### What you are asked to do
Among the lines of the material below, count those holding "Serialize". Report the number by itself.

### Entries shown

//! Points-to analysis configuration

use super::error::{ConfigError, ConfigResult};
use super::preset::Preset;
use serde::{Deserialize, Serialize};

/// What an unresolved/external symbol may point to
#[derive(Debug, Clone, Copy, PartialEq, Eq, Serialize, Deserialize)]
#[serde(rename_all = "lowercase")]
pub enum ExternalPolicy {
    /// Points to the universal object (sound default)
    Universal,
    /// Points to nothing (unsound for real programs, useful for tests)
    Empty,
}

impl Default for ExternalPolicy {
    fn default() -> Self {
        ExternalPolicy::Universal
    }
}

/// Pointer width/layout descriptor
///
/// The core is offset-agnostic; collaborators use this to compute offsets.
#[derive(Debug, Clone, Copy, PartialEq, Eq, Serialize, Deserialize)]
#[serde(default, deny_unknown_fields)]
pub struct PointerLayout {
    /// Pointer size in bytes
    pub pointer_size: u32,
}

impl Default for PointerLayout {
    fn default() -> Self {
        Self { pointer_size: 8 }
    }
}

impl PointerLayout {
    /// Pointer size in bits
    #[inline]
    pub fn pointer_bits(&self) -> u32 {
        self.pointer_size * 8
    }
}

/// Points-to analysis configuration
#[derive(Debug, Clone, PartialEq, Serialize, Deserialize)]
#[serde(default, deny_unknown_fields)]
pub struct PtaConfig {
    /// Offline pointer equivalence (merge nodes with identical signatures)
    pub enable_pointer_equivalence: bool,

    /// Offline location equivalence (merge objects that always appear together)
    pub enable_location_equivalence: bool,

    /// Offline COPY-cycle collapse
    pub enable_offline_cycles: bool,

    /// Online (lazy) cycle detection during solving
    pub enable_online_cycles: bool,

    /// Max worklist pops (None = run to fixpoint)
    pub max_iterations: Option<usize>,

    /// Re-check every constraint after solving
    pub verify_fixpoint: bool,

    /// Default for external/unresolved symbols
    pub external_policy: ExternalPolicy,

    /// Pointer layout handed to generation collaborators
    pub layout: PointerLayout,
}

impl PtaConfig {
    /// Validate configuration
    pub fn validate(&self) -> ConfigResult<()> {
        if self.max_iterations == Some(0) {
            return Err(ConfigError::ZeroIterationBound);
        }
        if !matches!(self.layout.pointer_size, 1 | 2 | 4 | 8 | 16) {
            return Err(ConfigError::PointerSize(self.layout.pointer_size));
        }
        if self.enable_location_equivalence && !self.enable_pointer_equivalence {
            return Err(ConfigError::Requires {
                option: "enable_location_equivalence",
                requires: "enable_pointer_equivalence",
            });
        }
        Ok(())
    }

    /// Builder: Set enable_pointer_equivalence
    pub fn pointer_equivalence(mut self, v: bool) -> Self {
        self.enable_pointer_equivalence = v;
        self
    }

    /// Builder: Set enable_location_equivalence
    pub fn location_equivalence(mut self, v: bool) -> Self {
        self.enable_location_equivalence = v;
        self
    }

    /// Builder: Set enable_offline_cycles
    pub fn offline_cycles(mut self, v: bool) -> Self {
        self.enable_offline_cycles = v;
        self
    }

    /// Builder: Set enable_online_cycles
    pub fn online_cycles(mut self, v: bool) -> Self {
        self.enable_online_cycles = v;
        self
    }

    /// Builder: Set max_iterations
    pub fn max_iterations(mut self, v: Option<usize>) -> Self {
        self.max_iterations = v;
        self
    }

    /// Builder: Set verify_fixpoint
    pub fn verify_fixpoint(mut self, v: bool) -> Self {
        self.verify_fixpoint = v;
        self
    }

    /// Builder: Set external_policy
    pub fn external_policy(mut self, v: ExternalPolicy) -> Self {
        self.external_policy = v;
        self
    }

    /// Builder: Set pointer size in bytes
    pub fn pointer_size(mut self, bytes: u32) -> Self {
        self.layout.pointer_size = bytes;
        self
    }

    /// True when any offline reduction is enabled
    pub fn any_offline(&self) -> bool {
        self.enable_pointer_equivalence
            || self.enable_location_equivalence
            || self.enable_offline_cycles
    }

    /// Get preset configuration
    pub fn from_preset(preset: Preset) -> Self {
        match preset {
            Preset::Fast => Self {
                enable_pointer_equivalence: false,
                enable_location_equivalence: false,
                enable_offline_cycles: true,
                enable_online_cycles: true,
                max_iterations: None,
                verify_fixpoint: false,
                external_policy: ExternalPolicy::Universal,
                layout: PointerLayout::default(),
            },
            Preset::Balanced => Self {
                enable_pointer_equivalence: true,
                enable_location_equivalence: true,
                enable_offline_cycles: true,
                enable_online_cycles: true,
                max_iterations: None,
                verify_fixpoint: false,
                external_policy: ExternalPolicy::Universal,
                layout: PointerLayout::default(),
            },
            Preset::Thorough => Self {
                verify_fixpoint: true,
                ..Self::from_preset(Preset::Balanced)
            },
            Preset::Custom => Self {
                enable_pointer_equivalence: false,
                enable_location_equivalence: false,
                enable_offline_cycles: false,
                enable_online_cycles: false,
                max_iterations: None,
                verify_fixpoint: false,
                external_policy: ExternalPolicy::Universal,
                layout: PointerLayout::default(),
            },
        }
    }
}

impl Default for PtaConfig {
    fn default() -> Self {
        Self::from_preset(Preset::Balanced)
    }
}
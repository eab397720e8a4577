//! Application layer for Points-to Analysis
//!
//! - **PointsToAnalyzer**: full pipeline plus incremental re-solve
//! - **GenerationContext** / **SharedGeneration**: constraint generation,
//!   single-writer or across worker threads

pub mod analyzer;
pub mod generation;

pub use analyzer::{special_constraints, PointsToAnalyzer};
pub use generation::{GenerationContext, SharedGeneration};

### Solution to this problem
4